Самому Матвею не повезло с детьми. Сын его Федька, с детства не зная ни в чем запрета, научился пить самогон, стал озорничать, драться с ребятами и в конце концов сделался завзятым гулякой и хулиганом, грозой деревенских парней и девчат.

Отец увещевал его, бил для вразумления нещадным боем, умолял остепениться, не позорить перед народом его седую голову.

Федька на два-три дня остепенялся, но вскоре, вырвавшись из-под отцовского надзора, снова напивался и буянил злее прежнего.

Наученный горьким опытом воспитания сына, дочь свою Анисью Матвей принялся воспитывать с самого раннего младенчества с наивозможнейшей строгостью. Он не спускал с нее глаз, изнуряя бесконечной работой, строго наказывал и в конце концов довел и без того вялую и робкую от рождения девочку до идиотизма, или, как говорили в деревне, сделал ее «полудуркой».

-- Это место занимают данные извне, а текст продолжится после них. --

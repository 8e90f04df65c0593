//! The concurrent refinement worker.
//!
//! A refinement worker drains completed refinement buffers so the remembered
//! sets stay ahead of the mutators. Workers are long-lived background
//! threads: each one sleeps while `Inactive`, is woken by an upstream
//! activation (a mutator crossing the pending-buffer watermark, or its
//! predecessor in the [`WorkerChain`]), drains bounded batches while
//! `Active`, and puts itself back to sleep once the pending count falls under
//! its deactivation threshold.

use super::chain::WorkerChain;
use super::monitor::WorkerMonitor;
use super::safepoint::SafepointSync;
use crate::pacing::PacingController;
use crate::policy::thresholds::ActivationThresholds;
use crate::util::vtime::elapsed_vtime_ms;
use atomic::{Atomic, Ordering};
use atomic_refcell::{AtomicRef, AtomicRefCell, AtomicRefMut};
use std::sync::atomic::AtomicUsize;
use std::sync::Arc;
use std::time::Duration;

/// The two states of a refinement worker.
#[derive(Copy, Clone, Debug, PartialEq, Eq)]
pub enum WorkerState {
    /// Blocked on its monitor, consuming no CPU.
    Inactive,
    /// Draining refinement buffers.
    Active,
}

/// The source of refinement work. Implemented by the remembered-set update
/// queue outside this crate; the worker does not interpret the work beyond
/// measuring its duration.
pub trait RefinementWork: Send + Sync + 'static {
    /// The number of completed refinement buffers currently pending.
    fn pending_buffers(&self) -> usize;

    /// Drain one bounded batch, stopping early once the pending count falls
    /// to `stop_at`. Returns true if at least one buffer was processed.
    ///
    /// Region-state mutation inside the batch must be bracketed with the
    /// coordination context's heap lock.
    fn refine_batch(&self, worker_id: usize, stop_at: usize) -> bool;
}

// Error message for borrowing `RefinementWorkerShared::stat`.
const STAT_BORROWED_MSG: &str = "RefinementWorkerShared.stat is already borrowed. This may \
    happen if a diagnostic report runs while the owning worker is updating its counters.";

/// Per-worker diagnostic counters. Written only by the owning worker between
/// units of work; reads from other threads may lag by one unit. Counters
/// other threads write live directly on [`RefinementWorkerShared`] as
/// atomics.
#[derive(Default)]
pub struct WorkerLocalStat {
    /// Batches drained since the worker was spawned.
    pub batches: usize,
}

/// The part of a refinement worker shared with the rest of the subsystem:
/// the activation state machine, the thresholds, and diagnostics. The
/// private [`RefinementWorker`] half is owned by the worker thread itself.
pub struct RefinementWorkerShared {
    ordinal: usize,
    monitor: WorkerMonitor<WorkerState>,
    thresholds: ActivationThresholds,
    /// Virtual (CPU) time this worker has spent refining, in milliseconds.
    /// Written only by the owning thread; monotonic.
    vtime_accum_ms: Atomic<f64>,
    /// Activation wake-ups. Bumped by whichever thread performs the
    /// transition (a predecessor cascading, a mutator notification, or the
    /// primary's own poll), so it cannot live in `stat`.
    activations: AtomicUsize,
    stat: AtomicRefCell<WorkerLocalStat>,
}

impl RefinementWorkerShared {
    pub(crate) fn new(ordinal: usize, activation: usize, deactivation: usize) -> Self {
        Self {
            ordinal,
            monitor: WorkerMonitor::new(WorkerState::Inactive),
            thresholds: ActivationThresholds::new(activation, deactivation),
            vtime_accum_ms: Atomic::new(0.0),
            activations: AtomicUsize::new(0),
            stat: Default::default(),
        }
    }

    /// This worker's position in the chain. Worker 0 is the primary.
    pub fn ordinal(&self) -> usize {
        self.ordinal
    }

    pub fn state(&self) -> WorkerState {
        self.monitor.state()
    }

    pub fn is_active(&self) -> bool {
        self.state() == WorkerState::Active
    }

    /// Wake the worker. Idempotent: activating an `Active` worker changes
    /// nothing and has no duplicate side effects. Fire-and-forget; the caller
    /// does not wait for the worker to actually wake.
    pub fn activate(&self) {
        let newly_activated = self.monitor.transition(|s| {
            if *s == WorkerState::Inactive {
                *s = WorkerState::Active;
                true
            } else {
                false
            }
        });
        if newly_activated {
            trace!("Refinement worker {} activated", self.ordinal);
            self.activations.fetch_add(1, Ordering::SeqCst);
        }
    }

    /// Put the worker back to sleep. Idempotent.
    pub fn deactivate(&self) {
        let newly_deactivated = self.monitor.transition(|s| {
            if *s == WorkerState::Active {
                *s = WorkerState::Inactive;
                true
            } else {
                false
            }
        });
        if newly_deactivated {
            trace!("Refinement worker {} deactivated", self.ordinal);
        }
    }

    pub fn thresholds(&self) -> &ActivationThresholds {
        &self.thresholds
    }

    /// Activation wake-ups so far.
    pub fn activations(&self) -> usize {
        self.activations.load(Ordering::SeqCst)
    }

    /// Accumulated refinement virtual time. Diagnostic only: a concurrent
    /// read may be stale by one unit of work.
    pub fn accumulated_vtime_ms(&self) -> f64 {
        self.vtime_accum_ms.load(Ordering::Acquire)
    }

    fn add_vtime_ms(&self, elapsed: f64) {
        debug_assert!(elapsed >= 0.0);
        // Single writer: the owning thread. Plain load + store is enough.
        let accum = self.vtime_accum_ms.load(Ordering::Relaxed);
        self.vtime_accum_ms.store(accum + elapsed, Ordering::Release);
    }

    pub fn borrow_stat(&self) -> AtomicRef<WorkerLocalStat> {
        self.stat.try_borrow().expect(STAT_BORROWED_MSG)
    }

    fn borrow_stat_mut(&self) -> AtomicRefMut<WorkerLocalStat> {
        self.stat.try_borrow_mut().expect(STAT_BORROWED_MSG)
    }

    pub(crate) fn request_stop(&self) {
        self.monitor.request_stop();
    }

    pub(crate) fn stop_requested(&self) -> bool {
        self.monitor.stop_requested()
    }
}

/// A refinement worker. This part is privately owned by its thread.
pub struct RefinementWorker {
    /// Added to the ordinal to form the worker id reported to the work
    /// source, so refinement workers occupy a distinct id range from other
    /// GC threads.
    worker_id_offset: usize,
    shared: Arc<RefinementWorkerShared>,
    chain: Arc<WorkerChain>,
    work: Arc<dyn RefinementWork>,
    safepoint: Arc<dyn SafepointSync>,
    pacing: PacingController,
}

impl RefinementWorker {
    pub(crate) fn new(
        worker_id_offset: usize,
        shared: Arc<RefinementWorkerShared>,
        chain: Arc<WorkerChain>,
        work: Arc<dyn RefinementWork>,
        safepoint: Arc<dyn SafepointSync>,
        pacing: PacingController,
    ) -> Self {
        Self {
            worker_id_offset,
            shared,
            chain,
            work,
            safepoint,
            pacing,
        }
    }

    fn worker_id(&self) -> usize {
        self.worker_id_offset + self.shared.ordinal
    }

    /// The worker loop. Runs until a stop request is observed; an in-flight
    /// batch always completes before the request is honored.
    pub fn run(&mut self) {
        let ordinal = self.shared.ordinal;
        debug!("Refinement worker {} running", ordinal);
        loop {
            if !self.wait_for_activation() {
                break;
            }
            self.run_active_phase();
            if self.shared.stop_requested() {
                break;
            }
        }
        debug!(
            "Refinement worker {} exiting, vtime {:.1}ms",
            ordinal,
            self.shared.accumulated_vtime_ms()
        );
    }

    /// Block until activated or stopped. Returns false on stop.
    ///
    /// The primary worker has no predecessor to wake it, so it waits with a
    /// timeout at the pacing interval and self-activates when the pending
    /// count crosses its watermark; secondary workers block indefinitely
    /// until their predecessor cascades to them.
    fn wait_for_activation(&mut self) -> bool {
        let is_primary = self.shared.ordinal == 0;
        loop {
            if is_primary {
                let interval = Duration::from_secs_f64(self.pacing.interval_ms() / 1e3);
                match self
                    .shared
                    .monitor
                    .wait_for_timeout(|s| *s == WorkerState::Active, interval)
                {
                    Err(_) => return false,
                    Ok(true) => return true,
                    Ok(false) => {
                        // Timed poll: check the watermark ourselves.
                        let pending = self.work.pending_buffers();
                        if self.shared.thresholds.should_activate(pending) {
                            self.shared.activate();
                            return true;
                        }
                        // Nothing to do; stretch the polling interval.
                        self.pacing.next_interval(0.0);
                    }
                }
            } else {
                return self
                    .shared
                    .monitor
                    .wait_for(|s| *s == WorkerState::Active)
                    .is_ok();
            }
        }
    }

    /// Drain batches until the pending count falls under the deactivation
    /// watermark, the source runs dry, or a stop request arrives.
    fn run_active_phase(&mut self) {
        while !self.shared.stop_requested() {
            if self.safepoint.should_yield() {
                self.safepoint.yield_now();
            }

            let pending = self.work.pending_buffers();
            if self.shared.thresholds.should_deactivate(pending) {
                self.shared.deactivate();
                return;
            }
            // Cascade before taking the batch, so the successor overlaps with
            // it rather than waiting for it.
            self.chain.activate_successor_if_needed(self.shared.ordinal, pending);

            let stop_at = self.shared.thresholds.deactivation_threshold();
            let start = elapsed_vtime_ms();
            let did_work = self.work.refine_batch(self.worker_id(), stop_at);
            let elapsed = elapsed_vtime_ms() - start;

            self.shared.add_vtime_ms(elapsed);
            self.pacing
                .next_interval(if did_work { elapsed } else { 0.0 });

            if !did_work {
                self.shared.deactivate();
                return;
            }
            self.shared.borrow_stat_mut().batches += 1;
        }
    }
}

#[cfg(test)]
mod tests {
    use super::*;

    #[test]
    fn activation_is_idempotent() {
        let shared = RefinementWorkerShared::new(0, 10, 4);
        assert_eq!(shared.state(), WorkerState::Inactive);
        shared.activate();
        shared.activate();
        assert_eq!(shared.state(), WorkerState::Active);
        assert_eq!(shared.activations(), 1);
    }

    /// Activation arrives from other threads (a cascading predecessor, a
    /// mutator notification) while the owning worker updates its own
    /// counters; neither side may disturb the other.
    #[test]
    fn cross_thread_activation_does_not_disturb_owner_counters() {
        const ITERATIONS: usize = 100_000;
        let shared = Arc::new(RefinementWorkerShared::new(0, 10, 4));

        std::thread::scope(|scope| {
            let waker = shared.clone();
            scope.spawn(move || {
                for _ in 0..ITERATIONS {
                    waker.activate();
                    waker.deactivate();
                }
            });
            // The owning worker bumping `batches` between units of work.
            for _ in 0..ITERATIONS {
                shared.borrow_stat_mut().batches += 1;
            }
        });

        assert_eq!(shared.borrow_stat().batches, ITERATIONS);
        assert_eq!(shared.activations(), ITERATIONS);
    }

    #[test]
    fn deactivation_is_idempotent() {
        let shared = RefinementWorkerShared::new(0, 10, 4);
        shared.deactivate();
        assert_eq!(shared.state(), WorkerState::Inactive);
        shared.activate();
        shared.deactivate();
        shared.deactivate();
        assert_eq!(shared.state(), WorkerState::Inactive);
    }

    #[test]
    fn vtime_is_monotonic_and_readable_concurrently() {
        let shared = RefinementWorkerShared::new(0, 10, 4);
        shared.add_vtime_ms(1.5);
        shared.add_vtime_ms(2.5);
        assert!((shared.accumulated_vtime_ms() - 4.0).abs() < 1e-9);
    }
}
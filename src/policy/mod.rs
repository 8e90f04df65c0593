//! Policy inputs to the coordination subsystem: the activation thresholds the
//! collector retunes at runtime, and the survivor rate statistics that inform
//! its pacing decisions.

pub mod surv_rate;
pub mod thresholds;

Может быть, оттого, что не повезло ему со своими детьми, и был он так ласков с деревенскими ребятами. Впрочем, и со старшими Матвей был приветлив и обходителен.

Приходя в кузницу к Андрею, он впивался своими маленькими зеленоватыми глазками в начатую работу и, все осмотрев, принимался восторженно хвалить вещи, материал, мастерство Андреевых золотых рук, чем вызывал невольную улыбку на лице самолюбивого кузнеца.

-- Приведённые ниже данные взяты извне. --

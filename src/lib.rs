//! congc is a coordination framework for concurrent garbage collection
//! background work. It provides the scheduling discipline that lets refinement
//! and marking threads run alongside mutator threads without racing the
//! collector they serve: activation/deactivation thresholds, dynamic pacing
//! from observed virtual time, prompt safepoint yielding, and a strict
//! state-machine lifecycle for every background thread.
//!
//! Logically, this crate includes these major parts:
//! * [Scheduler](scheduler/index.html): the worker state machines
//!   ([`RefinementWorker`], [`ConcurrentMarkThread`]), the activation cascade
//!   over a fixed [`WorkerChain`], and the condition-variable monitor the
//!   workers block on.
//! * [Policy](policy/index.html): activation thresholds read concurrently by
//!   workers and retuned by the collector policy, and the per-age survivor
//!   rate statistics ([`SurvRateGroup`]) that feed pacing decisions.
//! * [Pacing](pacing/index.html): geometric back-off/speed-up of the worker
//!   polling interval from observed work durations.
//! * Utilities: the preserved mark store used during evacuation failure, the
//!   mark word encoding it preserves, and thread virtual-time measurement.
//!
//! The marking and refinement algorithms themselves are external
//! collaborators, reached through the [`MarkingWork`] and [`RefinementWork`]
//! traits. A single process-wide [`GcCoordination`] context owns the worker
//! threads from spawn to shutdown; there are no file-scope singletons.

#[macro_use]
extern crate log;
#[macro_use]
extern crate static_assertions;

mod coordination;
pub mod pacing;
pub mod policy;
pub mod scheduler;
pub mod util;

pub use crate::coordination::{GcCoordination, HeapLock};
pub use crate::pacing::PacingController;
pub use crate::policy::surv_rate::{SurvRateGroup, SurvRatePredictor};
pub use crate::policy::thresholds::ActivationThresholds;
pub use crate::scheduler::chain::WorkerChain;
pub use crate::scheduler::marking::{ConcurrentMarkThread, CycleState, MarkingWork};
pub use crate::scheduler::safepoint::SafepointSync;
pub use crate::scheduler::worker::{RefinementWork, RefinementWorker, WorkerState};
pub use crate::util::address::{Address, ObjectReference};
pub use crate::util::mark_word::MarkWord;
pub use crate::util::preserved_marks::{PreservedMarkSets, PreservedMarkStore};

Однажды вечером, когда в кузнице, кроме Степки с Андреем, никого не было, Матвей зашел к ним, держа под мышкой что-то длинное, завернутое в грязную тряпицу.

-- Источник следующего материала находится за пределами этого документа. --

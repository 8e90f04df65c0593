use bytemuck::NoUninit;

use std::fmt;

/// Address represents an arbitrary address. This is designed to represent
/// address and do address arithmetic mostly in a safe way, and to allow
/// mark some operations as unsafe. This type needs to be zero overhead
/// (memory wise and time wise). The idea is from the paper
/// High-level Low-level Programming (VEE09) and JikesRVM.
#[repr(transparent)]
#[derive(Copy, Clone, Eq, Hash, PartialOrd, Ord, PartialEq, NoUninit)]
pub struct Address(usize);

impl Address {
    /// creates Address from a pointer
    pub fn from_ptr<T>(ptr: *const T) -> Address {
        Address(ptr as usize)
    }

    /// creates Address from a Rust reference
    pub fn from_ref<T>(r: &T) -> Address {
        Address(r as *const T as usize)
    }

    /// creates Address from a mutable pointer
    pub fn from_mut_ptr<T>(ptr: *mut T) -> Address {
        Address(ptr as usize)
    }

    /// loads a value of type T from the address
    /// # Safety
    /// This could throw a segment fault if the address is invalid
    pub unsafe fn load<T: Copy>(self) -> T {
        *(self.0 as *mut T)
    }

    /// stores a value of type T to the address
    /// # Safety
    /// This could throw a segment fault if the address is invalid
    pub unsafe fn store<T>(self, value: T) {
        // We use a ptr.write() operation as directly setting the pointer would drop the old value
        // which may result in unexpected behaviour
        (self.0 as *mut T).write(value);
    }
}

impl fmt::UpperHex for Address {
    fn fmt(&self, f: &mut fmt::Formatter) -> fmt::Result {
        write!(f, "{:X}", self.0)
    }
}

impl fmt::LowerHex for Address {
    fn fmt(&self, f: &mut fmt::Formatter) -> fmt::Result {
        write!(f, "{:x}", self.0)
    }
}

impl fmt::Display for Address {
    fn fmt(&self, f: &mut fmt::Formatter) -> fmt::Result {
        write!(f, "{:#x}", self.0)
    }
}

impl fmt::Debug for Address {
    fn fmt(&self, f: &mut fmt::Formatter) -> fmt::Result {
        write!(f, "{:#x}", self.0)
    }
}

/// `ObjectReference` represents address for an object. Compared with `Address`, operations
/// allowed on `ObjectReference` are very limited. No address arithmetics are allowed for
/// `ObjectReference`. The raw address is the location of the object's mark word, which this
/// crate reads and restores during evacuation failure handling.
#[repr(transparent)]
#[derive(Copy, Clone, Eq, Hash, PartialOrd, Ord, PartialEq, NoUninit)]
pub struct ObjectReference(usize);

impl ObjectReference {
    /// Cast the object reference to its raw address.
    pub fn to_raw_address(self) -> Address {
        Address(self.0)
    }

    /// Cast a raw address to an object reference. This is how a collaborator creates
    /// `ObjectReference` instances; this crate makes no assumption about what the address
    /// points to beyond the mark word being at offset zero.
    pub fn from_raw_address(addr: Address) -> ObjectReference {
        ObjectReference(addr.0)
    }

    /// is this object reference null reference?
    pub fn is_null(self) -> bool {
        self.0 == 0
    }
}

impl fmt::Display for ObjectReference {
    fn fmt(&self, f: &mut fmt::Formatter) -> fmt::Result {
        write!(f, "{:#x}", self.0)
    }
}

impl fmt::Debug for ObjectReference {
    fn fmt(&self, f: &mut fmt::Formatter) -> fmt::Result {
        write!(f, "{:#x}", self.0)
    }
}

#[cfg(test)]
mod tests {
    use super::*;

    #[test]
    fn load_store() {
        let mut word: usize = 0;
        let addr = Address::from_mut_ptr(&mut word);
        unsafe { addr.store::<usize>(0xABCD) };
        assert_eq!(unsafe { addr.load::<usize>() }, 0xABCD);
    }

    #[test]
    fn object_reference_round_trip() {
        let word: usize = 42;
        let addr = Address::from_ref(&word);
        let obj = ObjectReference::from_raw_address(addr);
        assert!(!obj.is_null());
        assert_eq!(obj.to_raw_address(), addr);
    }
}
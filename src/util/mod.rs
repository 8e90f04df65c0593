//! Utilities used by the coordination subsystem and its collaborators.

pub mod address;
pub mod logger;
pub mod mark_word;
pub mod options;
pub mod preserved_marks;
pub mod vtime;

pub use self::address::Address;
pub use self::address::ObjectReference;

— Добро здоровьице, Андрей Михайлович, золотые руки, серебряная головушка, — тряс он своей пухлой, мягкой рукой широкую, в мозолях ладонь Андрея, а глазами шарил по верстаку, по горну, по углам кузницы. — Чем занимаешься, Андрей Михайлович, что опять придумываешь, настраиваешь?

— Да вот, ружьишко старое хочу в порядок привести, — говорит Андрей, устало разгибая от тисов спину. — Давно валяется без дела, а на охоту ходить не с чем, — и, вытащив из тисов, он показал Матвею вновь выпиленную затворную колодку, уже прикрепленную к стволу старой переломки.

— А-ах, Андрей Михайлович! — охал Матвей, рассматривая любовно выпиленную и отшлифованную напильником колодку ружья. — Руки твои — не руки, а золото! В старое время ты бы с такими руками палаты каменные себе отгрохал, хоромы! И жил бы барином-сударином, без труда, без заботушки!

— Ну, куда уж нам хоромы, — кривит губы Андрей в сдержанной улыбке, не в силах однако скрыть своего удовлетворения похвалами Матвея. — Нам не хоромы, нам прокормиться бы только со своими помощниками, — косит он глазом в Степкину сторону.

Тот, навалившись животом на верстак, с любопытством поглядывает на длинный сверток, зажатый под мышкой у Матвея.

— И-ии, не говори, не говори, Михайлыч, — шумит Матвей. — Это потому сейчас не надо, что недоступно, недоступно оно нам, грешным, теперь за грехи наши, — возводит он глаза к потолку и складывает на животе руки, не отнимая локтя, прижимающего к боку сверток.

— Ну, какие там грехи у нас, — насмешливо отвечает Андрей. — Сам, небось, знаешь, что люди раньше, в хоромах-то живя, больше грешили. Да ничего, жили, на бога не жаловались.